* **What you have to do**: Scan the data for "derive" and copy each matching line.

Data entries
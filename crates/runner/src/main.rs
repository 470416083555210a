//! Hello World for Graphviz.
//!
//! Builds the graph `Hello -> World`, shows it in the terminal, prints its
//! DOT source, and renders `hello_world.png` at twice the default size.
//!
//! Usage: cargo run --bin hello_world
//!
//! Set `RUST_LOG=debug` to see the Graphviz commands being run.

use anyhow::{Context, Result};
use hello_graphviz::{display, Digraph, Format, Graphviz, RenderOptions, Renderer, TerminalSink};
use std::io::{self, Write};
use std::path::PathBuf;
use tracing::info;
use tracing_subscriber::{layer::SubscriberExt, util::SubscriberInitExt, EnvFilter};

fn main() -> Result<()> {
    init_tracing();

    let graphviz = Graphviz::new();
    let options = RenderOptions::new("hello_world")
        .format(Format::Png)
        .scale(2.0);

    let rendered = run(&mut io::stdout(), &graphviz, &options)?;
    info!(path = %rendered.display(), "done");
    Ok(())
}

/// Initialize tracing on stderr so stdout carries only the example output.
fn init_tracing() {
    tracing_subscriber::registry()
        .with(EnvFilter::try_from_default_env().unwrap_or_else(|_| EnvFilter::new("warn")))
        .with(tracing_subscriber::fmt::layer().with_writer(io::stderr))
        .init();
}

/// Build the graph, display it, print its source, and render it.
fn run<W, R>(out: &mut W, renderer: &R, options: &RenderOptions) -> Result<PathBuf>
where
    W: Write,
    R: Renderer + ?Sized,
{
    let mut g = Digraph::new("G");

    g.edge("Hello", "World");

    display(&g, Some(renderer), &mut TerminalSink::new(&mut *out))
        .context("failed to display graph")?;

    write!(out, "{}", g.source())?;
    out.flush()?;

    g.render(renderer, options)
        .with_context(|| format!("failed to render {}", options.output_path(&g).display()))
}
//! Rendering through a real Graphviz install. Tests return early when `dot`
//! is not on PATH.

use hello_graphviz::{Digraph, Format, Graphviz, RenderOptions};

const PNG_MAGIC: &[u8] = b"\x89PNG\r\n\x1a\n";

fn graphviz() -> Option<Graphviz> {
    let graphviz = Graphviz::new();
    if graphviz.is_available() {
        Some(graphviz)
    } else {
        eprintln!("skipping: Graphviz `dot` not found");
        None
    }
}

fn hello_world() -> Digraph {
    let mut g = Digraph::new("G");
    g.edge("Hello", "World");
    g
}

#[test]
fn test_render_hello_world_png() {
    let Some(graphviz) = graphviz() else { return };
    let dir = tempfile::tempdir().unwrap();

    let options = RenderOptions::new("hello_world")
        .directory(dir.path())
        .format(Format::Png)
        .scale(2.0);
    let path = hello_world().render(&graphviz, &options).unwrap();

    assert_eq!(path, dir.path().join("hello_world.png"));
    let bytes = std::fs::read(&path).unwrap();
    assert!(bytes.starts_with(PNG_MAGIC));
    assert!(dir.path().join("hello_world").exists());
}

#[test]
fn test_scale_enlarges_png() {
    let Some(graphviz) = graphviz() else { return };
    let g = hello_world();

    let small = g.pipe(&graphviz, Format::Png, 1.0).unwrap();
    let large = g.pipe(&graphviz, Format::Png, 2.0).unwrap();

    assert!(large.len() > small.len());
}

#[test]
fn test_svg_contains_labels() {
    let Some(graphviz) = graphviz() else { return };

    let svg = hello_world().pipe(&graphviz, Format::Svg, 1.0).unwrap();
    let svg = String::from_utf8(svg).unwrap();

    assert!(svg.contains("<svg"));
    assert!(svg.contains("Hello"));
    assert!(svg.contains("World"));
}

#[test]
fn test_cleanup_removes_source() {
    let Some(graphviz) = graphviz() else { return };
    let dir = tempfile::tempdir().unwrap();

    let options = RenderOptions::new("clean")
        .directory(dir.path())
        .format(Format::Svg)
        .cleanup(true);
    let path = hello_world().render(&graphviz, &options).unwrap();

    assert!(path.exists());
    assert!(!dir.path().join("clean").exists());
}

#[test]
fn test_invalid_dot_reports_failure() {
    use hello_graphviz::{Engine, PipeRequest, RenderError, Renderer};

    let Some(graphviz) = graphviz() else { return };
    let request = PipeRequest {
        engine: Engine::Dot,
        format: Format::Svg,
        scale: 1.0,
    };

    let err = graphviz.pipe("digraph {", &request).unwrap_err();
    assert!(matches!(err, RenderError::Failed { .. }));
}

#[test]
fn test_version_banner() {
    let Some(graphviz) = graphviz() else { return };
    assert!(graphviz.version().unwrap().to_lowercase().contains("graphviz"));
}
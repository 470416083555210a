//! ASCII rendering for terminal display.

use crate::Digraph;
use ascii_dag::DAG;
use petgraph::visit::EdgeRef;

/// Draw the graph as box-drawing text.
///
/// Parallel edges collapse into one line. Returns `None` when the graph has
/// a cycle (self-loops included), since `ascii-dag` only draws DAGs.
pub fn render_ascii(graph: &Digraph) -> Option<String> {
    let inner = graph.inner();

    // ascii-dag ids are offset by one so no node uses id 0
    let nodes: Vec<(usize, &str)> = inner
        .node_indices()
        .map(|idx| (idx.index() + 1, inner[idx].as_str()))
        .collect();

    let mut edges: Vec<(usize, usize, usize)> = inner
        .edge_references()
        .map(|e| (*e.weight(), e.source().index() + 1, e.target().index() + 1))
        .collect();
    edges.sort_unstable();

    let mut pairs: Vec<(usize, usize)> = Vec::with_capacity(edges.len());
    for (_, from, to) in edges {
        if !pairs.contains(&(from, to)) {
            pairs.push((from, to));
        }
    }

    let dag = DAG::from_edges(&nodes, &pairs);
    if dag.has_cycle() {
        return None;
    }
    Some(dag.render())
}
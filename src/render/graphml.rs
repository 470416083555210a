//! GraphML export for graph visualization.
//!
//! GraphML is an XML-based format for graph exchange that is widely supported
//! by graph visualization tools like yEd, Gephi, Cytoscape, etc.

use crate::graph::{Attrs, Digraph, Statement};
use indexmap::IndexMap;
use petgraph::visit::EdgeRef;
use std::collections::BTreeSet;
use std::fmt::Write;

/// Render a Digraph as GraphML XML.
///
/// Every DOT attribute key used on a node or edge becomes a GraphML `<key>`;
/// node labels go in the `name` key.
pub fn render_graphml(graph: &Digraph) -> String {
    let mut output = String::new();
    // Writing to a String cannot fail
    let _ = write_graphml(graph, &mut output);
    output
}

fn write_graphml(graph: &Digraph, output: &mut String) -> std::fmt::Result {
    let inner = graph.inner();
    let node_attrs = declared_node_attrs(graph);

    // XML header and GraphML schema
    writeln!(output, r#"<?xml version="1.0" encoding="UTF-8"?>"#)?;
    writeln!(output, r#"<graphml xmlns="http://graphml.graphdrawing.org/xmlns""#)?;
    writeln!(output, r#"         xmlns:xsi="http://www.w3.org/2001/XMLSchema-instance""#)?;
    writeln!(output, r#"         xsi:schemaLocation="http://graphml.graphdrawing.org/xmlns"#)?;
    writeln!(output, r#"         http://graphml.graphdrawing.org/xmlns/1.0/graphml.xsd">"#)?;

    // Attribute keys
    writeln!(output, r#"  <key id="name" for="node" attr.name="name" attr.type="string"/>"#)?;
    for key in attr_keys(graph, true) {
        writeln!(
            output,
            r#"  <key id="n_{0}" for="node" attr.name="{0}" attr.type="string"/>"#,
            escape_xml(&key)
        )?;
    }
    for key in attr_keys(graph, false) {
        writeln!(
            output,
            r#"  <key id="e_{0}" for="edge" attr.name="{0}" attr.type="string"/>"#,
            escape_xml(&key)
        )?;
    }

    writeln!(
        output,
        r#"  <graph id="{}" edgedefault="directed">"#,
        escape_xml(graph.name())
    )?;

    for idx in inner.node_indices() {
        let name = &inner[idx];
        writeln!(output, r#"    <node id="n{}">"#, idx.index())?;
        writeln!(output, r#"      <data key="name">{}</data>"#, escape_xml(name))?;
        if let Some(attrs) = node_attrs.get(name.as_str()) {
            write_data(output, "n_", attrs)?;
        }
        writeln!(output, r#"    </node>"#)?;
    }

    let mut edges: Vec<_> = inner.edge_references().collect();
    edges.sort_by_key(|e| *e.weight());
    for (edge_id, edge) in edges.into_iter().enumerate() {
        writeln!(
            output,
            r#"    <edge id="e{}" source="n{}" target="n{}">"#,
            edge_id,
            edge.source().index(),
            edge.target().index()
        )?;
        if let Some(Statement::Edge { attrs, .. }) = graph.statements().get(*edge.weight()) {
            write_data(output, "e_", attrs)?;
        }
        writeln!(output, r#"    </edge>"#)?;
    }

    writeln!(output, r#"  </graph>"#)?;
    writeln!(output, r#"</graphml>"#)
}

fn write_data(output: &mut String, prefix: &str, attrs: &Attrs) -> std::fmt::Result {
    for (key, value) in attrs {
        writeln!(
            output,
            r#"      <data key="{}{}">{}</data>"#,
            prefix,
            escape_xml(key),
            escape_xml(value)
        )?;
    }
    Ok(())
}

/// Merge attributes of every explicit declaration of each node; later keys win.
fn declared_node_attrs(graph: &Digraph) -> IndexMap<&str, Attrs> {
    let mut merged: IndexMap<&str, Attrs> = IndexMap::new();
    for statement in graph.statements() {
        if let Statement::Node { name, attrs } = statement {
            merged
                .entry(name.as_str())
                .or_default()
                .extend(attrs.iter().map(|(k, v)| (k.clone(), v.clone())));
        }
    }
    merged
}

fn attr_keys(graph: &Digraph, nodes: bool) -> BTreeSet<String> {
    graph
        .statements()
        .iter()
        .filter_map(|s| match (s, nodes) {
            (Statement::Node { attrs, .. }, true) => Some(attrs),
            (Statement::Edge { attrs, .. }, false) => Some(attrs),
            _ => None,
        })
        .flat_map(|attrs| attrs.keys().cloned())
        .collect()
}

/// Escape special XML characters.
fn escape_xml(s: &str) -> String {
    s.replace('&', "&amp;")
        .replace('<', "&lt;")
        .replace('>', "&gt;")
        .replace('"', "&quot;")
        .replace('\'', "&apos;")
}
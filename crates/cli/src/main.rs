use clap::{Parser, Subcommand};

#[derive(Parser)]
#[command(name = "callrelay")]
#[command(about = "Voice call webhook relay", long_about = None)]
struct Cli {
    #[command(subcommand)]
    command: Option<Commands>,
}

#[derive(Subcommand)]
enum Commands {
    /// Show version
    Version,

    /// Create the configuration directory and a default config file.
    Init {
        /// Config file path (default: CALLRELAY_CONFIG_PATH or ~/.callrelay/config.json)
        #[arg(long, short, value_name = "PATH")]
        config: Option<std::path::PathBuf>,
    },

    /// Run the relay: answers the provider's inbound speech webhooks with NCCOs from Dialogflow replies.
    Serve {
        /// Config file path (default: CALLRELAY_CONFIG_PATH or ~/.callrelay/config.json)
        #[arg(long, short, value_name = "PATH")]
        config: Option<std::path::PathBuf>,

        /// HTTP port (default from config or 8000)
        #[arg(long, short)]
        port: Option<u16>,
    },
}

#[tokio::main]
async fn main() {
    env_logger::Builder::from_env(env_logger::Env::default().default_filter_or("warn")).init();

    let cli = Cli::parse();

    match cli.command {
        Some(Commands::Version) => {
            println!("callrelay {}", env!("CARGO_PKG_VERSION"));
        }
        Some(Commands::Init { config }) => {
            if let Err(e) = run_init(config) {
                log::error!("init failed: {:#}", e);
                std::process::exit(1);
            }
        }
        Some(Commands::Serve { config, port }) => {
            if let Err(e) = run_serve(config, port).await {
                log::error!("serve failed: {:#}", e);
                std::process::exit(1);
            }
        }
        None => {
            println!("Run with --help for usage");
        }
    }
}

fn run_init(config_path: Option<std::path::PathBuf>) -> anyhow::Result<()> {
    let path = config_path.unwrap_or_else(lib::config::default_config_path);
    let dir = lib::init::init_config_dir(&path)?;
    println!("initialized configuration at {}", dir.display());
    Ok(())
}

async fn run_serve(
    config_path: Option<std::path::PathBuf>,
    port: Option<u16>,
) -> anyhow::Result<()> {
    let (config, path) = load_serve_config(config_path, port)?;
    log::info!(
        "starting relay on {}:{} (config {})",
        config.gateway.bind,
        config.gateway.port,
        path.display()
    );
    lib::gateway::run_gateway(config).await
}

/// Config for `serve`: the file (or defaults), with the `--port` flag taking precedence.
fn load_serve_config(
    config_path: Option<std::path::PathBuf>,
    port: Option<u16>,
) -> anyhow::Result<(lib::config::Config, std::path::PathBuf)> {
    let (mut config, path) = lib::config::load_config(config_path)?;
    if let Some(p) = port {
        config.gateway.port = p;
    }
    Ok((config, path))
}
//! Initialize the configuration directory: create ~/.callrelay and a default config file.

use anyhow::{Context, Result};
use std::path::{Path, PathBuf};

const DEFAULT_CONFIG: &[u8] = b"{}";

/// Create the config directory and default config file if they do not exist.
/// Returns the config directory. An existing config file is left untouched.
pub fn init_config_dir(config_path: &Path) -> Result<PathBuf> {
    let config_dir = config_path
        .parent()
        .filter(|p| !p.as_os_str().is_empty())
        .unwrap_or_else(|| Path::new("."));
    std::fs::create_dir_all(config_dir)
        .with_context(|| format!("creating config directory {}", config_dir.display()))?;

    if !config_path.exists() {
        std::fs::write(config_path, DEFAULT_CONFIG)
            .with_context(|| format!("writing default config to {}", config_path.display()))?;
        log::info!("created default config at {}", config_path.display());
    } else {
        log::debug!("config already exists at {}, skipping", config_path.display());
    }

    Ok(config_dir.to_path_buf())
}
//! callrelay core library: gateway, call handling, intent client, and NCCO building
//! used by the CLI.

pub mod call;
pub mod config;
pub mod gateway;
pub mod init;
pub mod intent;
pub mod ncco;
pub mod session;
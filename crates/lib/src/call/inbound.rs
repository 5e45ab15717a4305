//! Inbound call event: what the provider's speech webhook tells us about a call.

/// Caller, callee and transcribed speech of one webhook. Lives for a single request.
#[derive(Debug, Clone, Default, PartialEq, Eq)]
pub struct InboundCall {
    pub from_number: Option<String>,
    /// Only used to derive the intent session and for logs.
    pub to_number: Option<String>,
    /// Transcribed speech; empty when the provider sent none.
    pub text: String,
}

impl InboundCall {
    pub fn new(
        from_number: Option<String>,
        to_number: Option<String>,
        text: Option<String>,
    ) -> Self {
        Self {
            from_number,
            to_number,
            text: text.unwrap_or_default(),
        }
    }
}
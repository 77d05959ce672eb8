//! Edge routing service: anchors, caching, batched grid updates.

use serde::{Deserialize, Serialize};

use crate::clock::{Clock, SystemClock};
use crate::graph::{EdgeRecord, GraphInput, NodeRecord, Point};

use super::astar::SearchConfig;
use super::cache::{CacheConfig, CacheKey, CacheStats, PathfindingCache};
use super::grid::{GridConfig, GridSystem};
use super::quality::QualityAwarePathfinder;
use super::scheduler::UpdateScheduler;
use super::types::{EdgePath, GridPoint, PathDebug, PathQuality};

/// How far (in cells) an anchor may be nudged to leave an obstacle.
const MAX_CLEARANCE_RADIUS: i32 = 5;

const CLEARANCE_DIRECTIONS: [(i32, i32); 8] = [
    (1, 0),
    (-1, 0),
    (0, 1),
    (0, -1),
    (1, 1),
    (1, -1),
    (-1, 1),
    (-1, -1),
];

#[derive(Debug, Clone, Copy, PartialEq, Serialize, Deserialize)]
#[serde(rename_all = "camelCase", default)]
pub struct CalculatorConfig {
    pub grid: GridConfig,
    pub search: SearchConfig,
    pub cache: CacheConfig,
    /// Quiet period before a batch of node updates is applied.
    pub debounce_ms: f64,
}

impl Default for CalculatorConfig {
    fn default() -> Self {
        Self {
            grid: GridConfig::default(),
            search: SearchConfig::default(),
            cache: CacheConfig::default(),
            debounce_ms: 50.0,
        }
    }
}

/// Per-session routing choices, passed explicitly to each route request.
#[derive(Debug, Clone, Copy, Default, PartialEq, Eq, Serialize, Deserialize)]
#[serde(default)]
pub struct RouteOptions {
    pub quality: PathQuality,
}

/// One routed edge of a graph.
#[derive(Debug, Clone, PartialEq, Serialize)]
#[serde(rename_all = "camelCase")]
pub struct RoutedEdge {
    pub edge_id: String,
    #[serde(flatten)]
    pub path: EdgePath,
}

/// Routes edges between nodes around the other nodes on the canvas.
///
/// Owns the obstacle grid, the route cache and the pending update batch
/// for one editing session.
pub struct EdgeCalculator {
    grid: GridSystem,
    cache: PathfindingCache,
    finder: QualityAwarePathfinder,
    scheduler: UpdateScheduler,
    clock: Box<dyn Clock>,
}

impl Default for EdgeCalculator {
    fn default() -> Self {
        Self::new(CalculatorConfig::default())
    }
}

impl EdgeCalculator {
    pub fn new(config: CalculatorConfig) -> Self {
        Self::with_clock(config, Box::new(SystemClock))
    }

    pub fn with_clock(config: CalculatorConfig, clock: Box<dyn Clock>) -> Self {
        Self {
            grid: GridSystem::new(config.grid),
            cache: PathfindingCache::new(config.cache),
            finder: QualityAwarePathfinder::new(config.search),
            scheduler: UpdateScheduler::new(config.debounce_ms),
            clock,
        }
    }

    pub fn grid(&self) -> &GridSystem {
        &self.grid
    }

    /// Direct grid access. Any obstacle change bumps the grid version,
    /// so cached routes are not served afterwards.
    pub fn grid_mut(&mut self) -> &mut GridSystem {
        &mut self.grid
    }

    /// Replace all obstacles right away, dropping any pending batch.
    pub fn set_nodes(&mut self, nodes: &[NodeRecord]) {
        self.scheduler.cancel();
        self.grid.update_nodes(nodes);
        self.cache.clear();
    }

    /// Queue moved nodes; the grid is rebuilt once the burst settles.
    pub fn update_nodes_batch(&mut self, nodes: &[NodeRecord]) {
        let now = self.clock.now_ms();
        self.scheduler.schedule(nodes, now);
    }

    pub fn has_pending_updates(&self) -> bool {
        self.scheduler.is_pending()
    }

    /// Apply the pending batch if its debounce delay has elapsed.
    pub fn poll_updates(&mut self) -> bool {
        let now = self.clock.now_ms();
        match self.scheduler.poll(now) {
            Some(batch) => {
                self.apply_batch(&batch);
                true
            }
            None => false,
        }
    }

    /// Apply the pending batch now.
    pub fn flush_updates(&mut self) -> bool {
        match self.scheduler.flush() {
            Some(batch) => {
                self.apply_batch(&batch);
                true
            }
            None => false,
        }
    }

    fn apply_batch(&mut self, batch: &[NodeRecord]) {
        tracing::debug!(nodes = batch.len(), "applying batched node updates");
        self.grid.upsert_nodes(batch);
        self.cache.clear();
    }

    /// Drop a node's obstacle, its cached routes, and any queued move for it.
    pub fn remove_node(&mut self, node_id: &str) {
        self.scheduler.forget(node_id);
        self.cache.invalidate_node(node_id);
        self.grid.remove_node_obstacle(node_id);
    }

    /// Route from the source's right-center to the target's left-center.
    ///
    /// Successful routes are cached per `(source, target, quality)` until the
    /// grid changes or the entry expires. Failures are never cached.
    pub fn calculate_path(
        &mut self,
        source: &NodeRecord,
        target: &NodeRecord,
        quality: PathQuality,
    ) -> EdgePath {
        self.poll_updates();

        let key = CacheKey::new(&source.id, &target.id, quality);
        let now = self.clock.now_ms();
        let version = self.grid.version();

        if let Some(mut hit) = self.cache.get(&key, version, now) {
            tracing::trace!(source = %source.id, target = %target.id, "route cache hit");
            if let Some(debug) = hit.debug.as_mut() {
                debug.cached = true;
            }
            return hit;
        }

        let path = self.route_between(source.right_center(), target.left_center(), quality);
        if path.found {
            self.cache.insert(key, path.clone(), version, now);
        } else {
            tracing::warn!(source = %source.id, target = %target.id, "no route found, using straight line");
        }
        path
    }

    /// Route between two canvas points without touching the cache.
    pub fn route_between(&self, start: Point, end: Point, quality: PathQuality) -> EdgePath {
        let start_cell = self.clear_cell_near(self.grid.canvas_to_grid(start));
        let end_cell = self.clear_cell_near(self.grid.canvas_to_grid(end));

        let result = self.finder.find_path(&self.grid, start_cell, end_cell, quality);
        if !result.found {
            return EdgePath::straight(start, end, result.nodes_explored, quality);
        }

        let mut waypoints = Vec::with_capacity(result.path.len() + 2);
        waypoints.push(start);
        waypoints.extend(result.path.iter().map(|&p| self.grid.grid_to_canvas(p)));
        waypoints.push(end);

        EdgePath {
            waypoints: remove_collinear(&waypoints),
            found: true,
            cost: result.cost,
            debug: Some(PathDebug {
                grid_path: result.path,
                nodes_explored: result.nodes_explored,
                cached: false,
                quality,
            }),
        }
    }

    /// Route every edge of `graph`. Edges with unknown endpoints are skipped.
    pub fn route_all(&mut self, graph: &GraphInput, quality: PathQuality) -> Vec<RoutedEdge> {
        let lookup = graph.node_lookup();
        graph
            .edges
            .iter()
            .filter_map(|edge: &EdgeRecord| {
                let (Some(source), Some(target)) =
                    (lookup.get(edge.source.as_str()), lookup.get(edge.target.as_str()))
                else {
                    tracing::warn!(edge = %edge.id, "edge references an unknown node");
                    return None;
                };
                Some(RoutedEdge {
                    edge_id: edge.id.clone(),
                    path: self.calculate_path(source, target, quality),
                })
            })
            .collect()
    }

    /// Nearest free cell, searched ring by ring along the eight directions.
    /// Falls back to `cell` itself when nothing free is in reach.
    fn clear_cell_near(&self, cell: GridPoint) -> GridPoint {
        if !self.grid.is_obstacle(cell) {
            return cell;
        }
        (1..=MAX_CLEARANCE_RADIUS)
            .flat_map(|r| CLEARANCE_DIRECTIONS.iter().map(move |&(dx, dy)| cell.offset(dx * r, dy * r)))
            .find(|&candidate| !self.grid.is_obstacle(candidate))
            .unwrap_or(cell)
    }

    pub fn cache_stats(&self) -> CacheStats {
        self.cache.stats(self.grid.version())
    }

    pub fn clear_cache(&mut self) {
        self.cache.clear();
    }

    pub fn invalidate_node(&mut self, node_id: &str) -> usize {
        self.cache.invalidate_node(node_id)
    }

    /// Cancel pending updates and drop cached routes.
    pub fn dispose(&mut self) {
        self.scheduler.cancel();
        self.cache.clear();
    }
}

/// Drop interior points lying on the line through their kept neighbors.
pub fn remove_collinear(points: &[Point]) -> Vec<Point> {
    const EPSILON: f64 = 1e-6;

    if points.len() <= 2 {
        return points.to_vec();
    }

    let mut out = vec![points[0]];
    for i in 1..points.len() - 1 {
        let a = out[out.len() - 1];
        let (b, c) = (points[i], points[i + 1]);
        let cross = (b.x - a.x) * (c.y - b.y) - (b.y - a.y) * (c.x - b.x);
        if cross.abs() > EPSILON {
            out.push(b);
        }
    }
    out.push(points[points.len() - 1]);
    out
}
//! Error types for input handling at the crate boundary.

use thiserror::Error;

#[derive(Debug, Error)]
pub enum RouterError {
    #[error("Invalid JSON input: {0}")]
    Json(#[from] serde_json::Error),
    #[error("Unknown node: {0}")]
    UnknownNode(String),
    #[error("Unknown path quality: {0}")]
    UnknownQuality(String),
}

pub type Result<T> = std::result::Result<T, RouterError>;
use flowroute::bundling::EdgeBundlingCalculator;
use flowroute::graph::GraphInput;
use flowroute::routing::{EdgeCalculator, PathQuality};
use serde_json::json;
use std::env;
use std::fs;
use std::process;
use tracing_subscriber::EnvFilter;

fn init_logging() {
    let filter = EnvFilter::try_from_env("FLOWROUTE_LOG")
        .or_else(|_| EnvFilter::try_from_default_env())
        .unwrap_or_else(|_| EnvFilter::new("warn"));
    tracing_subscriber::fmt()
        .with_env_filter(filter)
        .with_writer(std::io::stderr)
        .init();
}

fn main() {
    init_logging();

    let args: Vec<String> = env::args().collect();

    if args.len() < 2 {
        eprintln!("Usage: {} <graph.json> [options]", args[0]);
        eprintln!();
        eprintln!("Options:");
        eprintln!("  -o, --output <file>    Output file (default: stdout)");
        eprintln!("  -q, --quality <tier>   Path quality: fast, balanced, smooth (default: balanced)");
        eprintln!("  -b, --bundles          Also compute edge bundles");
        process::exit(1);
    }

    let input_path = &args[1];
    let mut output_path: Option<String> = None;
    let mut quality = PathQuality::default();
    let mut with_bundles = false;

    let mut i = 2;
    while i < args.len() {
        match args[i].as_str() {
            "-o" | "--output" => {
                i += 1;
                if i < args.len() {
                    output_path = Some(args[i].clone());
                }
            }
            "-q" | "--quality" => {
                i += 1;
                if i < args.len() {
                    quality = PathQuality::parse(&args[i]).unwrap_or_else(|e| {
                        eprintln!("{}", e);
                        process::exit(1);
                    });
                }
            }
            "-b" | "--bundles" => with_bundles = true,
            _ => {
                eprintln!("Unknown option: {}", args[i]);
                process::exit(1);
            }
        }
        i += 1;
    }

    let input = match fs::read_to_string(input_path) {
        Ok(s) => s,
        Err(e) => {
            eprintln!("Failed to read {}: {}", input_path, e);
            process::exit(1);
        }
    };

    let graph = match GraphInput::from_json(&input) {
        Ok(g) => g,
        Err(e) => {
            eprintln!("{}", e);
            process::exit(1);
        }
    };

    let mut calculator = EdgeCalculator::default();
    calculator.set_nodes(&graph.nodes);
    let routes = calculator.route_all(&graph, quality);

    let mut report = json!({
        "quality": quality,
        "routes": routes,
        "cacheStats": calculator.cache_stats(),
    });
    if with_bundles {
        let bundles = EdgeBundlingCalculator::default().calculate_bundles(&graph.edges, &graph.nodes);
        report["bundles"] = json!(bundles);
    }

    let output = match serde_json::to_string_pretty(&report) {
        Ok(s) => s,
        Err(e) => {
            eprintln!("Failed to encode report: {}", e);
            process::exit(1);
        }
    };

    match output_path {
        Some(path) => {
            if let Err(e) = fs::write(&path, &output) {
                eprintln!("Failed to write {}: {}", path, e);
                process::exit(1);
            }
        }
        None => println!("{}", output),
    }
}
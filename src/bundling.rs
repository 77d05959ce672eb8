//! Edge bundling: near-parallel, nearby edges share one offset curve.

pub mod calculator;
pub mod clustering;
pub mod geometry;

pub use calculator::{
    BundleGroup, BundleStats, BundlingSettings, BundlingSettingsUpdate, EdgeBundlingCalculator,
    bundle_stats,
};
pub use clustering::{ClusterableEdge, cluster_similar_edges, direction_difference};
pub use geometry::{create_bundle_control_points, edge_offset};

* **Result**:
#[derive(Parser)]
#[derive(Subcommand)]
#[derive(Debug, Clone, Default, PartialEq, Eq)]
    /// Only used to derive the intent session and for logs.
#[derive(Debug, Clone, Copy, PartialEq, Serialize, Deserialize)]
#[derive(Debug, Clone, Copy, Default, PartialEq, Eq, Serialize, Deserialize)]
#[derive(Debug, Clone, PartialEq, Serialize)]
#[derive(Debug, Error)]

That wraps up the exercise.